Ziel einer Bestellung zur Pflichtverteidigerin rechtfertigt Fernbleiben nicht

Dass sich die Verteidigerin bei dieser Sachlage trotzdem nicht in den Gerichtssaal begeben habe, sondern vor dessen Türen zuwartete, habe seinen Grund nach der Überzeugung des OLG deshalb nicht darin gehabt, dass ihre Bezahlung nicht gesichert war. Vielmehr sei es der Rechtsanwältin ausschließlich darum gegangen, in Anbetracht der drohenden Aussetzung der Hauptverhandlung ihre Bestellung zur weiteren Verteidigerin zu erzwingen. Dabei rechtfertige das Ziel der Verteidigerin, ihre Bestellung zu erreichen, ein solches Vorgehen nicht. Der Vorsitzende habe seine Entscheidung, sie nicht zu bestellen, in mehreren Beschlüssen eingehend begründet. Die hiergegen gerichteten Rechtsmittel des Angeklagten seien durchweg erfolglos geblieben. Der BGH habe in seiner Entscheidung vom 07.02.2019 (BeckRS 2019, 2486)überdies ausgeführt, dass der angefochtene Beschluss des Vorsitzenden nach vorläufiger Einschätzung keine Ermessensfehler erkennen lasse.

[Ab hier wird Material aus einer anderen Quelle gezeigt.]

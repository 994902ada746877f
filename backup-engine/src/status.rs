//! Aggregate health of the backup set.

use crate::config::HealthConfig;
use crate::metadata::BackupMetadata;
use chrono::{DateTime, Duration, Utc};
use serde::Serialize;
use std::fmt;

#[derive(Debug, Clone, Copy, PartialEq, Eq, PartialOrd, Ord, Serialize)]
#[serde(rename_all = "lowercase")]
pub enum HealthStatus {
    Healthy,
    Warning,
    Critical,
}

impl fmt::Display for HealthStatus {
    fn fmt(&self, f: &mut fmt::Formatter<'_>) -> fmt::Result {
        f.write_str(match self {
            Self::Healthy => "healthy",
            Self::Warning => "warning",
            Self::Critical => "critical",
        })
    }
}

#[derive(Debug, Clone, PartialEq, Eq, Serialize)]
#[serde(rename_all = "camelCase")]
pub struct BackupStatus {
    pub total_backups: usize,
    /// Bytes held by successful backups
    pub total_size: u64,
    pub last_backup: Option<BackupMetadata>,
    pub last_successful_backup: Option<BackupMetadata>,
    pub recent_failures: usize,
    pub health_status: HealthStatus,
    pub issues: Vec<String>,
}

impl BackupStatus {
    /// Status reported when the records themselves cannot be read.
    pub fn unavailable(error: impl fmt::Display) -> Self {
        Self {
            total_backups: 0,
            total_size: 0,
            last_backup: None,
            last_successful_backup: None,
            recent_failures: 0,
            health_status: HealthStatus::Critical,
            issues: vec![format!("Unable to read backup status: {error}")],
        }
    }
}

/// Classify `records` at `now`. The worst tier raised by staleness or the
/// failure count wins.
pub fn evaluate(records: &[BackupMetadata], now: DateTime<Utc>, health: &HealthConfig) -> BackupStatus {
    let mut tier = HealthStatus::Healthy;
    let mut issues = Vec::new();

    let last_backup = records.iter().max_by_key(|r| r.timestamp).cloned();
    let last_successful_backup = records
        .iter()
        .filter(|r| r.success)
        .max_by_key(|r| r.timestamp)
        .cloned();

    match &last_successful_backup {
        None => {
            tier = HealthStatus::Critical;
            issues.push("No successful backup found".to_string());
        }
        Some(last) => {
            let age = now - last.timestamp;
            let hours = age.num_hours();
            if age > Duration::hours(health.critical_after_hours) {
                tier = tier.max(HealthStatus::Critical);
                issues.push(format!("Last successful backup was {hours} hours ago"));
            } else if age > Duration::hours(health.warning_after_hours) {
                tier = tier.max(HealthStatus::Warning);
                issues.push(format!("Last successful backup was {hours} hours ago"));
            }
        }
    }

    let window_start = now - Duration::days(health.failure_window_days);
    let recent_failures = records
        .iter()
        .filter(|r| !r.success && r.timestamp >= window_start)
        .count();
    if recent_failures > 0 {
        let severity = if recent_failures >= health.failure_critical_count {
            Some(HealthStatus::Critical)
        } else if recent_failures >= health.failure_warning_count {
            Some(HealthStatus::Warning)
        } else {
            None
        };
        if let Some(severity) = severity {
            tier = tier.max(severity);
            issues.push(format!(
                "{recent_failures} failed backup(s) in the last {} days",
                health.failure_window_days
            ));
        }
    }

    BackupStatus {
        total_backups: records.len(),
        total_size: records.iter().filter(|r| r.success).map(|r| r.size).sum(),
        last_backup,
        last_successful_backup,
        recent_failures,
        health_status: tier,
        issues,
    }
}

Vorgehen der Verteidigerin nicht mit Anwaltsberuf vereinbar

Zudem habe die Vorgehensweise der Verteidigerin das Risiko einer Aussetzung der Hauptverhandlung mit der Folge einer längeren Dauer der für den Angeklagten besonders belastenden Untersuchungshaft begründet. Mit ihrem Ziel, ihre Bestellung zur Verteidigerin zu erreichen, habe die Rechtsanwältin daher keine anerkennenswerten Interessen, die eine Ausnahme von der grundsätzlichen Pflicht des Wahlverteidigers zur Teilnahme an der Hauptverhandlung rechtfertigen konnten, verfolgt. Vielmehr sei das Verhalten der Verteidigerin, die letztlich mutwillig eine Aussetzung der Hauptverhandlung provozierte, mit einer gewissenhaften Ausübung des Anwaltsberufs nach Ansicht des Senats nicht in Einklang zu bringen. Gegen den Beschluss ist kein Rechtsmittel statthaft.

OLG Stuttgart, Beschluss vom 01.07.2019 - 5 - 2 StE 9/18

Redaktion beck-aktuell, 15. Juli 2019.